Before start let's see some useful definitions:
- Coupling: It's the level which one module or a class is directly releated to another. When a class depends by another class it means you have to use both classes even if you want to use only one. It's possible reduce the coupling by using interfaces and abstract classes that define the points of communication between the various parts of the system.
- Cohesion: It measures the relationship of two or more parts of a system and how they work together to produce a most valuable product. Classes that do many things have too responsibility and a lower cohesion with the outside parts.
- Information Hiding: It is a way to hide information but not only: Information Hiding allows the developers to use a class or module knowing only its interface. A developer doesn't know and it must not know the implementative aspect of that class or module.
2. Single responsibility principle
The first principle says that an object should be focused on a single responsibility and it must have a single reason for change itself. Have small and coincise objects help us to avoid to have big classes with a low level of cohesion. Following this principle we'll have classes easy testable, readable, mantainable and reusable.
3. Open-Close principle
Open to change, but Closed to modify, every object should be able to add new features without change his internal behavior: It is always possible to add new methods to an object, but at the same time it must not be necessary to re-compile the entire application.
The goal of this principle is avoid introducion of bugs in the code already implemented and tested.

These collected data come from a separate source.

//! Error types for the classification pipeline.
//!
//! Every stage returns [`PipelineError`]. The set of kinds is deliberately
//! small: callers branch on the kind, the message carries the detail.

use std::path::PathBuf;

use polars::prelude::PolarsError;
use thiserror::Error;

/// Errors produced by the pipeline stages.
#[derive(Debug, Error)]
pub enum PipelineError {
    /// Configuration is missing, malformed, or has an invalid value.
    #[error("Configuration error: {0}")]
    Config(String),

    /// A source table or artifact could not be read, written or decoded.
    #[error("I/O error on '{path}': {message}")]
    Io {
        /// File the operation was acting on
        path: PathBuf,
        /// Description of the failure, including the underlying cause
        message: String,
    },

    /// The data does not have the shape the stage expects.
    #[error("Schema mismatch: {0}")]
    SchemaMismatch(String),

    /// The configured classifier name matches no known classifier.
    #[error("Unknown classifier '{name}'. Expected one of: {expected}")]
    UnknownClassifier {
        /// Name taken verbatim from the configuration
        name: String,
        /// Comma-separated list of accepted names
        expected: String,
    },

    /// Data is well-formed but cannot be used (e.g. a non-binary target).
    #[error("Invalid data: {0}")]
    InvalidData(String),
}

impl PipelineError {
    /// Build an [`PipelineError::Io`] from any displayable cause.
    pub fn io(path: impl Into<PathBuf>, cause: impl std::fmt::Display) -> Self {
        PipelineError::Io {
            path: path.into(),
            message: cause.to_string(),
        }
    }
}

// Column lookups and casts are the only polars calls made outside of the
// loader, so an unqualified polars error is a schema problem.
impl From<PolarsError> for PipelineError {
    fn from(err: PolarsError) -> Self {
        PipelineError::SchemaMismatch(err.to_string())
    }
}

/// Result alias used throughout the library.
pub type Result<T> = std::result::Result<T, PipelineError>;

We can apply Open-Close principle using abstractions, separating the object interface from the his implementation, the possible changes of the implementation don't impact the clients that use the inferface as it remains unchanged. The possible new features are translated in an extension of the interface and the relative implementation, which is transparent for the clients that uses the old methods.
4. Liskov substitution principle
That principle says that should be always possible to use any child classes instead of the parent class without changing the code. If object A is the parent of object B and function(A) works, then also function(B) works without that function knows the implementative details on class B. This principle grants that a derivate class can't affect the behavior of the parente class.
5. Interface segregation principle
The Interface segregation principle claims that a client should not depend by the methods that it not use, for this reason the interfaces should be a lot, small and specific. This allows the to the client to depend my a minimum set of methods, ie only those belonging to the interfaces which it actually uses.
6. Dependency Inversion principle
The last principle, but not for importance is the Dependency Inversion. That principle help to uncouple the code in such a way that the classes depend by abstractions instead of concrete implementations.
Dependency Inversion and IoC (Inversion of Control) are two concepts at the base of Spring Boot, infact Spring Boot moves the responsibility of the object lifecycle (as the creation, dependecy settings...) from the application (as developer) to the framework, read here for more about IoC. Thanks to IoC and Dependency Injection, in Spring Boot the consumption of classes happens through interfaces and abstract classes, is the Dependency Injection that provides the specific implementation of the class that uses it.
The advantages of the use of Dependency Inversion are a lower coupling and more flexibility as it is possible to change an implementation in a transparent way for the clients.
7. Conclusion
In this article, we have explained five fundamental principles of the Object Oriented Programming that will help you to have a better code.